# ford 2000 hyd.filters?



## ky99 (Mar 5, 2015)

I have a 3cyl ford 2000 1968 model. 

Have the lift cover off.

The paper filter is easy to change pulled the line off all is good.

But I am leary of the mesh suction filter, it looks like it might be a bear to get out from under pto shaft.

It is very dirty needs cleaning lift is slow.

can I get this filter out with just the top off?

Other option would be to fill with diesel and remove pump so can blow air back through line and filter.

I don't want to get the metal pipe loose not be able to work filter out from under everything or not get it back in.

I am thinking of cleaning it in place at this point.


----------



## EdF (Sep 15, 2014)

Howdy ky99,

Welcome aboard the Ford/New Holland tractor forum.  

You have to pull the drive shaft that runs through the section to get to the suction screen. No big deal. And then you can clean the screen and bottom with ease. Mark the shaft so you put it back together exactly as you took it out. 
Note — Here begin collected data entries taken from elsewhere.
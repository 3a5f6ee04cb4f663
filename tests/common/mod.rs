//! Shared fixtures for sprint-hub specs.

#![allow(dead_code)]

use std::cell::RefCell;
use std::collections::{HashMap, HashSet, VecDeque};
use std::rc::Rc;

use sprint_core::models::{Capture, DestinationDoc, DestinationKind, EntrySource};
use sprint_core::{DocumentAdapter, Error, ResolvedUrl, Result, Workspace};
use sprint_hub::setup::Prompter;

/// In-memory document service. Clones share the same write log, so a test
/// can keep one handle while the code under test owns another.
#[derive(Clone, Default)]
pub struct FakeDocs {
    pub writes: Rc<RefCell<Vec<String>>>,
    pub sheets: HashMap<String, Vec<String>>,
    pub headings: HashMap<String, Vec<String>>,
    pub failing: HashSet<String>,
}

impl FakeDocs {
    pub fn new() -> Self {
        Self::default()
    }

    pub fn with_sheets(mut self, id: &str, sheets: &[&str]) -> Self {
        self.sheets
            .insert(id.to_string(), sheets.iter().map(|s| s.to_string()).collect());
        self
    }

    pub fn with_headings(mut self, id: &str, headings: &[&str]) -> Self {
        self.headings
            .insert(id.to_string(), headings.iter().map(|s| s.to_string()).collect());
        self
    }

    pub fn failing_on(mut self, id: &str) -> Self {
        self.failing.insert(id.to_string());
        self
    }

    pub fn writes(&self) -> Vec<String> {
        self.writes.borrow().clone()
    }

    /// Boxed clone, in the shape the command handlers connect with.
    pub fn connect(&self) -> impl FnOnce() -> Result<Box<dyn DocumentAdapter>> + '_ {
        move || Ok(Box::new(self.clone()) as Box<dyn DocumentAdapter>)
    }

    fn check(&self, id: &str) -> Result<()> {
        if self.failing.contains(id) {
            Err(Error::Adapter(format!("HTTP 500 for {}", id)))
        } else {
            Ok(())
        }
    }
}

impl DocumentAdapter for FakeDocs {
    fn list_sheet_names(&self, spreadsheet_id: &str) -> Result<Vec<String>> {
        self.check(spreadsheet_id)?;
        Ok(self.sheets.get(spreadsheet_id).cloned().unwrap_or_default())
    }

    fn write_cell(
        &self,
        spreadsheet_id: &str,
        sheet_name: &str,
        cell: &str,
        value: &str,
    ) -> Result<()> {
        self.check(spreadsheet_id)?;
        self.writes
            .borrow_mut()
            .push(format!("{}:{}!{}={}", spreadsheet_id, sheet_name, cell, value));
        Ok(())
    }

    fn list_headings(&self, document_id: &str) -> Result<Vec<String>> {
        self.check(document_id)?;
        Ok(self.headings.get(document_id).cloned().unwrap_or_default())
    }

    fn append_after_heading(&self, document_id: &str, heading: &str, content: &str) -> Result<()> {
        self.check(document_id)?;
        self.writes
            .borrow_mut()
            .push(format!("{}:§{}={}", document_id, heading, content));
        Ok(())
    }

    fn resolve_url(&self, url: &str) -> Result<ResolvedUrl> {
        sprint_hub::google::resolve_url(url)
    }
}

/// A connect function that always fails, as when no token is configured.
pub fn offline() -> Result<Box<dyn DocumentAdapter>> {
    Err(Error::Adapter("No access token configured".to_string()))
}

/// [`Prompter`] answering from a script, in order. Missing answers take
/// the default.
#[derive(Default)]
pub struct ScriptedPrompter {
    answers: RefCell<VecDeque<String>>,
    pub prompts: RefCell<Vec<String>>,
    pub notes: RefCell<Vec<String>>,
}

impl ScriptedPrompter {
    pub fn new(answers: &[&str]) -> Self {
        Self {
            answers: RefCell::new(answers.iter().map(|a| a.to_string()).collect()),
            ..Self::default()
        }
    }
}

impl Prompter for ScriptedPrompter {
    fn input(&self, prompt: &str, default: &str) -> anyhow::Result<String> {
        self.prompts.borrow_mut().push(prompt.to_string());
        let answer = self.answers.borrow_mut().pop_front().unwrap_or_default();
        if answer.is_empty() {
            Ok(default.to_string())
        } else {
            Ok(answer)
        }
    }

    fn note(&self, message: &str) {
        self.notes.borrow_mut().push(message.to_string());
    }
}

pub const SHEET_URL: &str = "https://docs.google.com/spreadsheets/d/sheet123/edit#gid=0";
pub const DOC_URL: &str = "https://docs.google.com/document/d/doc456/edit";

/// Active sprint `sprint-test` with one cell and one heading capture.
pub fn active_sprint(workspace: &Workspace) {
    let mut config = workspace
        .create_assessment("sprint-test")
        .expect("Failed to create sprint");
    config.add_doc(DestinationDoc {
        id: "sheet123".to_string(),
        kind: DestinationKind::Spreadsheet,
        label: "WS".to_string(),
        added_chapter: 1,
    });
    config.add_capture(
        "port_scan",
        Capture::spreadsheet("sheet123", "Enumeration", "B4").expect("valid capture"),
    );
    config.add_doc(DestinationDoc {
        id: "doc456".to_string(),
        kind: DestinationKind::Document,
        label: "Report".to_string(),
        added_chapter: 2,
    });
    config.add_capture(
        "exec_summary",
        Capture::document("doc456", "Executive Summary").expect("valid capture"),
    );
    config.save().expect("Failed to save sprint");
    workspace.set_active("sprint-test").expect("Failed to activate sprint");
}

pub fn captured(workspace: &Workspace, label: &str, content: &str) {
    sprint_hub::commands::capture(workspace, content, EntrySource::Pipe, label)
        .expect("Failed to capture");
}

pub fn labels(workspace: &Workspace) -> Vec<String> {
    let (_, buffer) = sprint_hub::commands::list(workspace).expect("Failed to list");
    buffer.entries().iter().map(|e| e.label.clone()).collect()
}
Good Luck. And let us know how it went.


----------



## ky99 (Mar 5, 2015)

I pulled pto shaft out.But filter pipe would not come out it is trapped between brake cross shaft and a collar that pto shaft goes in.

I filled with fuel to over filter and pulled lines from pump blew air into suction pipe I think I got it as clean as I could have by removing.

But lift is still slow?


----------



## sixbales (May 18, 2011)

Have you tried to adjust the flow control valve? See attached parts diagram. Turn restrictor spindle (item #2).

I was fooling with my flow control valve a while back, and observed that in the slow position, the lift is VERY SLOW.


----------



## ky99 (Mar 5, 2015)

mine does not have the flow control valve.


----------



## Ultradog (Feb 27, 2005)

6 bales, KY99 is correct, 2000 did not have a flow control valve.
Only 3000, 4000, etc did.
KY, what I have done before is drain the rear end oil and pull the hudraulic pump.
Then take a blow gun and blow the filter out from the pump end of the suction pipe.
I then poured lacquer thinner down the pipe and blew that out - a couple of times.
I was satisfied that it was pretty clean afterwards.


----------